Thread: Auto explain target tables

Auto explain target tables

From
Миша Тюрин
Date:
hi, list, again. the next proposal into auto explain. one would be happy if could set list of target tables and
indexes.sometimes it is very hard to detect who is using your indexes. but turn total logging on under thousands
transactionsper seconds is not seems like nice idea couse size of resulting log files (cpu utilization might not be so
critical)

Re: Auto explain target tables

From
Craig Ringer
Date:
On 07/21/2013 10:42 PM, Миша Тюрин wrote:
> 
> hi, list, again. the next proposal into auto explain. one would be happy if could set list of target tables and
indexes.sometimes it is very hard to detect who is using your indexes. but turn total logging on under thousands
transactionsper seconds is not seems like nice idea couse size of resulting log files (cpu utilization might not be so
critical)

That sounds like a good idea - and since auto_explain is a contrib
module, it could potentially be a way to get into PostgreSQL
development. The code is in contrib/auto_explain/auto_explain.c .

The challenge here is that planned queries don't just touch one table or
index. You'd need to walk the query plan (a graph of Node structures) to
determine which table(s) and index(es) are touched by the query there's
something in the sources for it already (I haven't checked).

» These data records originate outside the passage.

//! Connections between endpoints inside a graph.

use crate::ids::InstanceId;
use resonate_source::Span;
use serde::{Deserialize, Serialize};

/// How a value is resampled when it crosses between clock rates.
#[derive(Clone, Copy, PartialEq, Eq, Hash, Debug, Default, Serialize, Deserialize)]
pub enum InterpolationType {
    /// Let the compiler choose.
    #[default]
    None,
    /// Hold the last value.
    Latch,
    /// Linear interpolation.
    Linear,
    /// Band-limited sinc interpolation.
    Sinc,
    /// The cheapest acceptable method.
    Fast,
    /// The highest-quality method.
    Best,
}

impl InterpolationType {
    /// Returns the HEART keyword.
    pub fn name(self) -> &'static str {
        match self {
            InterpolationType::None => "none",
            InterpolationType::Latch => "latch",
            InterpolationType::Linear => "linear",
            InterpolationType::Sinc => "sinc",
            InterpolationType::Fast => "fast",
            InterpolationType::Best => "best",
        }
    }

    /// Looks up an interpolation type by its HEART keyword.
    pub fn from_name(name: &str) -> Option<Self> {
        Some(match name {
            "none" => InterpolationType::None,
            "latch" => InterpolationType::Latch,
            "linear" => InterpolationType::Linear,
            "sinc" => InterpolationType::Sinc,
            "fast" => InterpolationType::Fast,
            "best" => InterpolationType::Best,
            _ => return None,
        })
    }
}

/// One side of a connection: either the graph's own endpoint or an endpoint
/// of one of its instances.
#[derive(Clone, Debug, PartialEq, Eq, Hash, Serialize, Deserialize)]
pub struct EndpointRef {
    /// The instance, or `None` for the graph's own endpoint.
    pub processor: Option<InstanceId>,
    /// The endpoint name.
    pub endpoint: String,
    /// An index into an instance array or endpoint array.
    pub index: Option<u32>,
}

impl EndpointRef {
    /// Refers to one of the graph's own endpoints.
    pub fn own(endpoint: impl Into<String>) -> Self {
        Self {
            processor: None,
            endpoint: endpoint.into(),
            index: None,
        }
    }

    /// Refers to an endpoint of an instance.
    pub fn child(processor: InstanceId, endpoint: impl Into<String>) -> Self {
        Self {
            processor: Some(processor),
            endpoint: endpoint.into(),
            index: None,
        }
    }

    /// Adds an index.
    pub fn at(mut self, index: u32) -> Self {
        self.index = Some(index);
        self
    }
}

/// A wire between two endpoints.
#[derive(Clone, Debug, Serialize, Deserialize)]
pub struct Connection {
    /// Where data comes from.
    pub source: EndpointRef,
    /// Where data goes.
    pub dest: EndpointRef,
    /// The resampling method across clock rates.
    pub interpolation: InterpolationType,
    /// A deliberate delay in frames.
    pub delay_length: Option<i64>,
    /// Where the connection was declared.
    pub span: Span,
}

impl Connection {
    /// Creates an undelayed connection.
    pub fn new(source: EndpointRef, dest: EndpointRef) -> Self {
        Self {
            source,
            dest,
            interpolation: InterpolationType::None,
            delay_length: None,
            span: Span::DUMMY,
        }
    }

    /// Sets the delay length.
    pub fn with_delay(mut self, frames: i64) -> Self {
        self.delay_length = Some(frames);
        self
    }

    /// Returns `true` if the connection buffers at least one frame and so
    /// breaks a feedback loop.
    pub fn is_delayed(&self) -> bool {
        self.delay_length.is_some_and(|d| d > 0)
    }
}

#[cfg(test)]
mod tests {
    use super::*;

    #[test]
    fn zero_delay_is_not_delayed() {
        let a = InstanceId::from_raw(0);
        let conn = Connection::new(EndpointRef::child(a, "out"), EndpointRef::own("out"));
        assert!(!conn.is_delayed());
        assert!(!conn.clone().with_delay(0).is_delayed());
        assert!(conn.with_delay(16).is_delayed());
    }

    #[test]
    fn endpoint_refs() {
        let r = EndpointRef::child(InstanceId::from_raw(2), "in").at(3);
        assert_eq!(r.index, Some(3));
        assert_eq!(EndpointRef::own("gain").processor, None);
    }

    #[test]
    fn interpolation_names_roundtrip() {
        for ty in [InterpolationType::Latch, InterpolationType::Sinc, InterpolationType::Best] {
            assert_eq!(InterpolationType::from_name(ty.name()), Some(ty));
        }
    }
}
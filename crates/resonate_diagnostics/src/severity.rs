//! Diagnostic severity levels.

use serde::{Deserialize, Serialize};
use std::fmt;

/// How serious a diagnostic is. Ordered from least to most severe.
#[derive(Clone, Copy, PartialEq, Eq, PartialOrd, Ord, Hash, Debug, Serialize, Deserialize)]
pub enum Severity {
    /// Extra context attached to another message.
    Note,
    /// Suspicious but not fatal.
    Warning,
    /// Aborts the compilation of the current unit.
    Error,
}

impl Severity {
    /// Returns `true` if this severity is [`Error`](Severity::Error).
    pub fn is_error(self) -> bool {
        self == Severity::Error
    }
}

impl fmt::Display for Severity {
    fn fmt(&self, f: &mut fmt::Formatter<'_>) -> fmt::Result {
        f.write_str(match self {
            Severity::Note => "note",
            Severity::Warning => "warning",
            Severity::Error => "error",
        })
    }
}

#[cfg(test)]
mod tests {
    use super::*;

    #[test]
    fn ordering() {
        assert!(Severity::Note < Severity::Warning);
        assert!(Severity::Warning < Severity::Error);
        assert!(Severity::Error.is_error());
        assert!(!Severity::Warning.is_error());
    }

    #[test]
    fn display() {
        assert_eq!(Severity::Error.to_string(), "error");
        assert_eq!(Severity::Note.to_string(), "note");
    }
}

You'll also need a way to supply the list of tables/indexes you are
interested in to the extension. The simplest way to start with is likely
to be reading a separate file from the data dir that contains one
relation name per line. Integrating it into the postgresql.conf GUC
machinery is harder; you'll need a way to parse a list of tables from a
GUC (maybe you can re-use the search_path code for this?) or some other
way to handle your need for a multi-valued setting.

-- Craig Ringer                   http://www.2ndQuadrant.com/PostgreSQL Development, 24x7 Support, Training & Services



Re: Auto explain target tables

From
Craig Ringer
Date:
On 07/23/2013 11:24 AM, Craig Ringer wrote:
> On 07/21/2013 10:42 PM, Миша Тюрин wrote:
>>
>> hi, list, again. the next proposal into auto explain. one would be happy if could set list of target tables and
indexes.sometimes it is very hard to detect who is using your indexes. but turn total logging on under thousands
transactionsper seconds is not seems like nice idea couse size of resulting log files (cpu utilization might not be so
critical)
> 
> That sounds like a good idea - and since auto_explain is a contrib
> module, it could potentially be a way to get into PostgreSQL
> development. The code is in contrib/auto_explain/auto_explain.c .
> 
> The challenge here is that planned queries don't just touch one table or
> index. You'd need to walk the query plan (a graph of Node structures) to
> determine which table(s) and index(es) are touched by the query there's
> something in the sources for it already (I haven't checked).

Showing that I'm still very much learning this area myself, a bit more
looking around found:

http://www.postgresql.org/docs/current/static/querytree.html

which makes it clear that the range table for the query will contain
what you want. I suspect you'll need to find CTEs and subqueries and
extract the relations they touch; I haven't yet checked to see whether
they're aggregated into the top level range table, but suspect not.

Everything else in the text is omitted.